Input data: Begin
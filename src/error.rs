use thiserror::Error;

use crate::backend::BackendError;

#[derive(Error, Debug)]
pub enum DispatchError {
    #[error("Job name is required")]
    EmptyName,

    #[error("Job {0} is already pending or running")]
    DuplicateName(String),

    #[error("Dispatcher is shutting down, not accepting new jobs")]
    ShuttingDown,

    #[error("Dispatcher has already been started")]
    AlreadyStarted,

    #[error("Invalid configuration: {0}")]
    InvalidConfig(String),

    #[error("Backend error: {0}")]
    Backend(#[from] BackendError),

    #[error("I/O error: {0}")]
    Io(#[from] std::io::Error),
}

pub type Result<T> = std::result::Result<T, DispatchError>;
//! Test harness for dispatcher integration tests.
//!
//! Provides a backend whose submissions block until the test releases them,
//! plus helpers for building dispatchers and waiting on conditions.
#![allow(dead_code)]

use std::collections::HashSet;
use std::future::Future;
use std::sync::atomic::{AtomicUsize, Ordering};
use std::sync::{Arc, Mutex};
use std::time::Duration;

use async_trait::async_trait;
use tokio::sync::Semaphore;
use tokio_util::sync::CancellationToken;

use kubejobs::backend::{BackendError, ExecutionBackend};
use kubejobs::config::DispatcherConfig;
use kubejobs::scheduler::{Dispatcher, JobRecord, JobRequest};

/// Backend whose submissions park until [`GatedBackend::release`] lets them through.
pub struct GatedBackend {
    gate: Semaphore,
    started: Mutex<Vec<String>>,
    failing: Mutex<HashSet<String>>,
    panicking: Mutex<HashSet<String>>,
    active: AtomicUsize,
    max_active: AtomicUsize,
    completed: AtomicUsize,
}

impl GatedBackend {
    pub fn new() -> Arc<Self> {
        Arc::new(Self {
            gate: Semaphore::new(0),
            started: Mutex::new(Vec::new()),
            failing: Mutex::new(HashSet::new()),
            panicking: Mutex::new(HashSet::new()),
            active: AtomicUsize::new(0),
            max_active: AtomicUsize::new(0),
            completed: AtomicUsize::new(0),
        })
    }

    /// Let `n` more submissions finish.
    pub fn release(&self, n: usize) {
        self.gate.add_permits(n);
    }

    /// Submissions for `name` fail with a rejection.
    pub fn fail_job(&self, name: &str) {
        self.failing.lock().unwrap().insert(name.to_string());
    }

    /// Submissions for `name` panic inside the backend.
    pub fn panic_on(&self, name: &str) {
        self.panicking.lock().unwrap().insert(name.to_string());
    }

    /// Names in the order the backend saw them.
    pub fn started(&self) -> Vec<String> {
        self.started.lock().unwrap().clone()
    }

    pub fn started_count(&self) -> usize {
        self.started.lock().unwrap().len()
    }

    pub fn active(&self) -> usize {
        self.active.load(Ordering::SeqCst)
    }

    pub fn max_active(&self) -> usize {
        self.max_active.load(Ordering::SeqCst)
    }

    pub fn completed(&self) -> usize {
        self.completed.load(Ordering::SeqCst)
    }
}

#[async_trait]
impl ExecutionBackend for GatedBackend {
    fn name(&self) -> &'static str {
        "gated"
    }

    async fn submit(&self, job: &JobRecord) -> Result<(), BackendError> {
        self.started.lock().unwrap().push(job.name.clone());
        if self.panicking.lock().unwrap().contains(&job.name) {
            panic!("backend exploded on {}", job.name);
        }

        let now = self.active.fetch_add(1, Ordering::SeqCst) + 1;
        self.max_active.fetch_max(now, Ordering::SeqCst);

        let permit = self.gate.acquire().await;
        if let Ok(permit) = permit {
            permit.forget();
        }

        self.active.fetch_sub(1, Ordering::SeqCst);
        self.completed.fetch_add(1, Ordering::SeqCst);

        if self.failing.lock().unwrap().contains(&job.name) {
            return Err(BackendError::Rejected(format!("{} refused", job.name)));
        }
        Ok(())
    }
}

/// Dispatcher config with a short poll interval for fast tests
pub fn test_config(max_concurrency: usize) -> DispatcherConfig {
    DispatcherConfig {
        max_concurrency,
        poll_interval: Duration::from_millis(10),
        execution_timeout: Duration::from_secs(5),
    }
}

pub fn test_dispatcher(
    max_concurrency: usize,
    backend: Arc<dyn ExecutionBackend>,
) -> (Dispatcher, CancellationToken) {
    let cancel = CancellationToken::new();
    let dispatcher = Dispatcher::new(test_config(max_concurrency), backend, cancel.clone())
        .expect("valid test config");
    (dispatcher, cancel)
}

pub fn job(name: &str, priority: i64) -> JobRequest {
    JobRequest {
        command: "echo".to_string(),
        image: "busybox".to_string(),
        ..JobRequest::new(name, priority)
    }
}

/// Poll `condition` every 10ms until it holds or `timeout` elapses.
pub async fn wait_until<F, Fut>(timeout: Duration, mut condition: F) -> bool
where
    F: FnMut() -> Fut,
    Fut: Future<Output = bool>,
{
    let deadline = tokio::time::Instant::now() + timeout;
    loop {
        if condition().await {
            return true;
        }
        if tokio::time::Instant::now() >= deadline {
            return false;
        }
        tokio::time::sleep(Duration::from_millis(10)).await;
    }
}

/// Synchronous-condition variant of [`wait_until`].
pub async fn eventually<F>(timeout: Duration, mut condition: F) -> bool
where
    F: FnMut() -> bool,
{
    wait_until(timeout, || std::future::ready(condition())).await
}

/// Wait until the dispatcher has no running jobs and all slots are free.
pub async fn wait_idle(dispatcher: &Dispatcher) -> bool {
    wait_until(Duration::from_secs(5), || async move {
        let stats = dispatcher.stats().await;
        stats.running == 0 && stats.slots_in_use == 0
    })
    .await
}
Input data: End
Copy all lines from the entries that contain the word "completed".

    completed: AtomicUsize,
            completed: AtomicUsize::new(0),
    pub fn completed(&self) -> usize {
        self.completed.load(Ordering::SeqCst)
        self.completed.fetch_add(1, Ordering::SeqCst);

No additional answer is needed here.